My thoughts on this, with a preliminary approval for the space already, sprouted from the fact that I do not have a space to run my trains currently. Markoles posted a week or two back (can't find his post now..stupid search function...privacy settings) about throwing up a temporary layout with his son in the ktichen. While lamenting about this I realized I do have access to a fairly large space at the Masonic Temple Building. I could "go play trains" there on a weekend. No different than renting it out I suppose right? Then I got to thinking that might be a fairly large amount of work for just me a few of my friends to enjoy. What if I invited the two (not so) local groups down to participate. Of course anyone else that would like to come would also be welcome too. A somewhat limited amount of folks of course based on room capacity etc. The brothers I've spoken to in lodge seem interested and noted we could serve hamburgers, hot dogs, chilli or some sort of a meal. For a nominal fee of course. It is all wood floors in the dining room so live steam could be run with a minimal amount of clean up etc. Picking dates will be a challenge though. Also prepparing for this with my track, trains, etc. but it gives me another goal. 

What do you folks think? Do-able? 

Chas


----------



## Dr Rivet (Jan 5, 2008)

Chas 

In the past Chuck N has posted photos of the relatively small display layout that four of us put up each year at Colvin Run Mill Historic Site in Fairfax county in Northern Virginia at Christmas. We use a space about 15 x 35 feet (approx) and set up three separate running loops of track plus a reversing trolley line. We start after lunch on Friday with setup and usually are done with most of it around 5PM. This includes installing about 70 feet of trestles on the over-under figure eight, putting out 15 + buildings, maybe 100 trees and countless figures. The display is operated 11-4 on Saturday and Sunday. At 4PM we start picking up rolling stock and taking apart the track. We usually have everything except buildings packed in the vehicles by 5:30 or 6PM. I come back the next day and pick up the resat of the structures. Lots of work for only 12 hours of running [10 for the public]. It is a fair amount of work, but we have fun, and the visitors (usually a few hundred) enjoy it. This will be our 21st year of doing the exhibit; some folks who came at the beginning are now bringing THEIR children. 

This year the event is the weekend BEFORE Christmas, Dec 18 and 19. ALL are welcome to come. 

AS TO YOUR QUESTION.. is it do-able. ABSOLUTELY!! 

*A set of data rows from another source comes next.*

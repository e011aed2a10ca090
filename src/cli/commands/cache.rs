//! Metadata cache maintenance.

use tokio::runtime::Runtime;

use crate::cache::MetadataCache;
use crate::config::Config;

pub fn cmd_cache_stats(rt: &Runtime, config: &Config) -> anyhow::Result<()> {
    let path = config.cache.resolved_path();
    rt.block_on(async {
        let cache = MetadataCache::open(&path, config.cache.max_age_days).await?;
        let entries = cache.len().await?;
        println!("Cache: {}", path.display());
        println!("Entries: {}", entries);
        println!("Retention: {} days", config.cache.max_age_days);
        Ok::<(), anyhow::Error>(())
    })
}

/// Run the retention sweep now.
pub fn cmd_cache_purge(rt: &Runtime, config: &Config) -> anyhow::Result<()> {
    let path = config.cache.resolved_path();
    rt.block_on(async {
        let cache = MetadataCache::open(&path, config.cache.max_age_days).await?;
        let removed = cache.purge_expired().await?;
        println!("Removed {} expired entries", removed);
        Ok::<(), anyhow::Error>(())
    })
}
//! MusicBrainz HTTP client
//!
//! Handles communication with the MusicBrainz web service.
//! See: https://musicbrainz.org/doc/MusicBrainz_API
//!
//! IMPORTANT: MusicBrainz requires a User-Agent header and rate limits to 1 req/sec.

use std::time::Duration;
use tokio::sync::Mutex;
use tokio::time::Instant;

use super::{adapter, dto};
use crate::enrichment::EnrichmentError;
use crate::model::Descriptor;

/// User agent string - MusicBrainz requires this
const USER_AGENT: &str = concat!(
    "playstream/",
    env!("CARGO_PKG_VERSION"),
    " (https://github.com/playstream/playstream)"
);

/// Minimum spacing between requests.
pub const MIN_REQUEST_INTERVAL: Duration = Duration::from_millis(1000);

const REQUEST_TIMEOUT: Duration = Duration::from_secs(30);

/// Hits requested per search.
const SEARCH_LIMIT: u32 = 5;

/// Spaces calls at least `interval` apart across all callers.
#[derive(Debug)]
pub struct RateLimiter {
    interval: Duration,
    last: Mutex<Option<Instant>>,
}

impl RateLimiter {
    pub fn new(interval: Duration) -> Self {
        Self {
            interval,
            last: Mutex::new(None),
        }
    }

    /// Wait until the next call is allowed, then claim the slot.
    pub async fn wait(&self) {
        let mut last = self.last.lock().await;
        if let Some(previous) = *last {
            tokio::time::sleep_until(previous + self.interval).await;
        }
        *last = Some(Instant::now());
    }
}

/// MusicBrainz API client
pub struct MusicBrainzClient {
    http_client: reqwest::Client,
    base_url: String,
    limiter: RateLimiter,
}

impl MusicBrainzClient {
    pub fn new() -> Result<Self, EnrichmentError> {
        Self::with_base_url("https://musicbrainz.org/ws/2")
    }

    /// Create a client against a custom base URL
    pub fn with_base_url(base_url: impl Into<String>) -> Result<Self, EnrichmentError> {
        let http_client = reqwest::Client::builder()
            .user_agent(USER_AGENT)
            .timeout(REQUEST_TIMEOUT)
            .build()
            .map_err(|e| EnrichmentError::Network(e.to_string()))?;

        Ok(Self {
            http_client,
            base_url: base_url.into(),
            limiter: RateLimiter::new(MIN_REQUEST_INTERVAL),
        })
    }

    /// Search for a recording by artist and title.
    ///
    /// Tries a fielded query first, then a free-text one. Returns the best
    /// hit of the first query that matches anything.
    pub async fn search_recording(
        &self,
        artist: &str,
        title: &str,
    ) -> Result<Option<Descriptor>, EnrichmentError> {
        for query in search_queries(artist, title) {
            let response = self.send_search_request(&query).await?;
            if let Some(best) = response.recordings.into_iter().next() {
                return Ok(Some(adapter::to_descriptor(best)));
            }
        }
        Ok(None)
    }

    /// Send the HTTP request and parse the response
    async fn send_search_request(&self, query: &str) -> Result<dto::SearchResponse, EnrichmentError> {
        let url = format!(
            "{}/recording?query={}&fmt=json&limit={}",
            self.base_url,
            urlencoding::encode(query),
            SEARCH_LIMIT
        );

        self.limiter.wait().await;
        tracing::debug!(target: "enrichment", query, "MusicBrainz search");

        let response = self
            .http_client
            .get(&url)
            .send()
            .await
            .map_err(|e| EnrichmentError::Network(e.to_string()))?;

        let status = response.status();

        if status == reqwest::StatusCode::TOO_MANY_REQUESTS
            || status == reqwest::StatusCode::SERVICE_UNAVAILABLE
        {
            return Err(EnrichmentError::RateLimited);
        }

        if !status.is_success() {
            if let Ok(error) = response.json::<dto::ApiError>().await {
                return Err(EnrichmentError::ApiError(error.error));
            }
            return Err(EnrichmentError::Network(format!(
                "HTTP {}: {}",
                status,
                status.canonical_reason().unwrap_or("Unknown")
            )));
        }

        response
            .json::<dto::SearchResponse>()
            .await
            .map_err(|e| EnrichmentError::Parse(e.to_string()))
    }
}

/// Lucene special characters that would break a quoted term.
fn escape_term(term: &str) -> String {
    term.replace('\\', "\\\\").replace('"', "\\\"")
}

/// Queries to try in order. An empty artist searches by title alone.
fn search_queries(artist: &str, title: &str) -> Vec<String> {
    if artist.is_empty() {
        return vec![format!("recording:\"{}\"", escape_term(title))];
    }
    vec![
        format!(
            "artist:\"{}\" AND recording:\"{}\"",
            escape_term(artist),
            escape_term(title)
        ),
        format!("{} {}", artist, title),
    ]
}

#[cfg(test)]
mod tests {
    use super::*;

    #[test]
    fn test_client_with_custom_url() {
        let client = MusicBrainzClient::with_base_url("http://localhost:8080").unwrap();
        assert_eq!(client.base_url, "http://localhost:8080");
    }

    #[test]
    fn test_user_agent_format() {
        assert!(USER_AGENT.starts_with("playstream/"));
    }

    #[test]
    fn test_search_queries_escape_quotes() {
        let queries = search_queries("The \"Band\"", "Song");
        assert_eq!(queries[0], r#"artist:"The \"Band\"" AND recording:"Song""#);
        assert_eq!(queries[1], "The \"Band\" Song");

        assert_eq!(search_queries("", "Song"), vec![r#"recording:"Song""#]);
    }

    #[tokio::test(start_paused = true)]
    async fn test_rate_limiter_spaces_calls() {
        let limiter = RateLimiter::new(Duration::from_secs(1));
        let start = Instant::now();

        limiter.wait().await;
        limiter.wait().await;
        limiter.wait().await;

        assert!(start.elapsed() >= Duration::from_secs(2));
    }
}
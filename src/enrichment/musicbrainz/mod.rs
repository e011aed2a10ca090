//! MusicBrainz API integration
//!
//! Text search for recordings by artist and title, used when the baseline
//! lookup did not produce a complete descriptor.
//!
//! API docs: https://musicbrainz.org/doc/MusicBrainz_API

mod adapter;
mod client;
pub mod dto;

pub use client::MusicBrainzClient;
//! Application-wide error types.
//!
//! This module provides a unified error hierarchy for the application.
//! Library modules use specific error types via `thiserror`, while
//! CLI/main uses `anyhow` for convenient error propagation.
//!
//! # Design
//!
//! - [`Error`]: Top-level application error enum
//! - Module-specific errors (e.g., [`SessionError`], [`EnrichmentError`]) for detailed handling
//! - All errors implement `std::error::Error` for compatibility
//!
//! None of these errors are fatal to the playback loop: the queue manager
//! logs them and carries on with in-memory state.
//!
//! [`SessionError`]: crate::session::SessionError
//! [`EnrichmentError`]: crate::enrichment::EnrichmentError

/// Application-wide result type.
pub type Result<T> = std::result::Result<T, Error>;

/// Top-level application error.
#[derive(Debug, thiserror::Error)]
pub enum Error {
    /// File I/O error
    #[error("IO error: {0}")]
    Io(#[from] std::io::Error),

    /// Metadata cache database error
    #[error("Database error: {0}")]
    Database(#[from] sqlx::Error),

    /// Session persistence error
    #[error("Session error: {0}")]
    Session(#[from] crate::session::SessionError),

    /// Remote catalog or metadata resolution error
    #[error("Enrichment error: {0}")]
    Enrichment(#[from] crate::enrichment::EnrichmentError),

    /// Configuration error
    #[error("Configuration error: {0}")]
    Config(#[from] crate::config::ConfigError),

    /// Playback process error
    #[error("Playback error: {0}")]
    Playback(String),

    /// Generic error with context
    #[error("{context}: {source}")]
    WithContext {
        context: String,
        #[source]
        source: Box<Error>,
    },
}

impl Error {
    /// Create a playback error.
    pub fn playback(message: impl Into<String>) -> Self {
        Self::Playback(message.into())
    }

    /// Add context to an error.
    pub fn context(self, ctx: impl Into<String>) -> Self {
        Self::WithContext {
            context: ctx.into(),
            source: Box::new(self),
        }
    }
}

/// Extension trait for adding context to Results.
pub trait ResultExt<T> {
    /// Add context to an error result.
    fn with_context(self, ctx: impl Into<String>) -> Result<T>;
}

impl<T> ResultExt<T> for Result<T> {
    fn with_context(self, ctx: impl Into<String>) -> Result<T> {
        self.map_err(|e| e.context(ctx))
    }
}

impl<T> ResultExt<T> for std::result::Result<T, std::io::Error> {
    fn with_context(self, ctx: impl Into<String>) -> Result<T> {
        self.map_err(|e| Error::Io(e).context(ctx))
    }
}

impl<T> ResultExt<T> for std::result::Result<T, sqlx::Error> {
    fn with_context(self, ctx: impl Into<String>) -> Result<T> {
        self.map_err(|e| Error::Database(e).context(ctx))
    }
}

#[cfg(test)]
mod tests {
    use super::*;

    #[test]
    fn test_error_display() {
        let err = Error::from(crate::session::SessionError::NotFound("abc123".into()));
        assert!(err.to_string().contains("abc123"));
    }

    #[test]
    fn test_error_with_context() {
        let err = Error::playback("player exited with status 2").context("while playing item");
        let msg = err.to_string();
        assert!(msg.contains("while playing item"));
        assert!(msg.contains("status 2"));
    }

    #[test]
    fn test_result_ext() {
        let result: Result<()> = Err(Error::playback("test"));
        let with_ctx = result.with_context("additional context");
        assert!(with_ctx.unwrap_err().to_string().contains("additional context"));
    }

    #[test]
    fn test_io_result_ext() {
        let result: std::result::Result<(), std::io::Error> =
            Err(std::io::Error::new(std::io::ErrorKind::NotFound, "gone"));
        let err = result.with_context("opening cache").unwrap_err();
        assert!(matches!(err, Error::WithContext { .. }));
        assert!(err.to_string().starts_with("opening cache"));
    }
}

Do some prior planning like finding and TESTING the electrical outlets in the room you are setting up in. 
1] Make sure you have enough extension cords to get to where you plan to set up your controls. 
2] Make sure you have enough power feed wire and track connectors (we use 1015Us with pre installed color coded pigtails) 
3] Sketch out a general track plan so you can make sure you have at least most of the track accounted for. Does NOT need to be precise. 
4] In the sketch you can make sure there is space for major buildings. Smaller ones just get stuck wherever they fit. 
5] Get a drywall sander and fit it with a GREEN 3M scotchbrite pad. You can get 3x10 inch ones that fit the sander pad at most hardware stores. This is the easiest way we know to clean track without wrecking your back and/or knees. 

GO FOR IT. Plan on doing this a couple of times before it starts to become "second nature". Then you will be able too just walk in somewhere with your stuff, imagine the track plan, and start laying track. If you have already done this a few times in the past you may be able to ignore my Step 3 and 4. GOOD LUCK on your project. Take pictures. 

Regards


----------



## Dr Rivet (Jan 5, 2008)

Chas 

I thought about your "Live Steam" comments. If you really are thinking of running on the floor: 

1] you need fire extinguishers 
2] explicit permission of the building owner. Depending on the jurisdiction there could be fire code issues in a "public" building. 
3] Unless you guys are really agile on the floor, R/C is really the only safe way to run. 
4] Gas fired will be much safer than alcohol with its open flame and the possibility of a spill while burning. 
5] Coal is out; dropped stuff from the grates will leave burn marks on the floor. We know this from DH. 

Regards


----------



## chuck n (Jan 2, 2008)

As a co-conspirator on the Colvin Run, Virginia Holiday setup, I agree with what Jim said. Its a lot of fun setting up and running trains for the public. We got started with this when Nancy and I were active in the Denver Garden Railway Society, they did a lot of displays. Some were at shopping malls and others were at the home and garden shows. This was before we moved to Virginia in 1093. I assume that they are still active in public layouts. Since moving to Virginia, we (the Stapleton's, Doc Watson, and others) set up and ran trains at the US Geological Survey in Reston (Christmas week) and at Colvin Run earlier in December. Sadly, the US Geological Survey show is in the past. We still have a lot of fun at Colvin Run.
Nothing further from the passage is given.